__Your goal__: Among the lines of the records below, count those with the word "Decode". Reply with that number alone.
--- Information supplied Enclosed Below ---
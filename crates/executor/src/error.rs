//! Error types for transaction execution

use ordo_common::TermError;
use ordo_ordering::OrderingError;
use ordo_resource::VerifyError;
use thiserror::Error;

/// Why a transaction failed
///
/// Every variant ends the transaction with a failure completion carrying the
/// error's message.
#[derive(Debug, Error)]
pub enum ExecError {
    #[error("Decode error: {0}")]
    Decode(#[from] TermError),

    #[error("VM error: {0}")]
    Vm(String),

    #[error("Malformed result: {0}")]
    MalformedResult(String),

    #[error("Reserved key: 0x{}", hex::encode(.0))]
    ReservedKey(Vec<u8>),

    #[error("Verification failed: {0}")]
    Verification(#[from] VerifyError),

    #[error("Ordering error: {0}")]
    Ordering(#[from] OrderingError),

    #[error("Storage error: {0}")]
    Store(#[from] ordo_store::Error),
}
--- End of Enclosed Information supplied ---
__Response to this task__: 2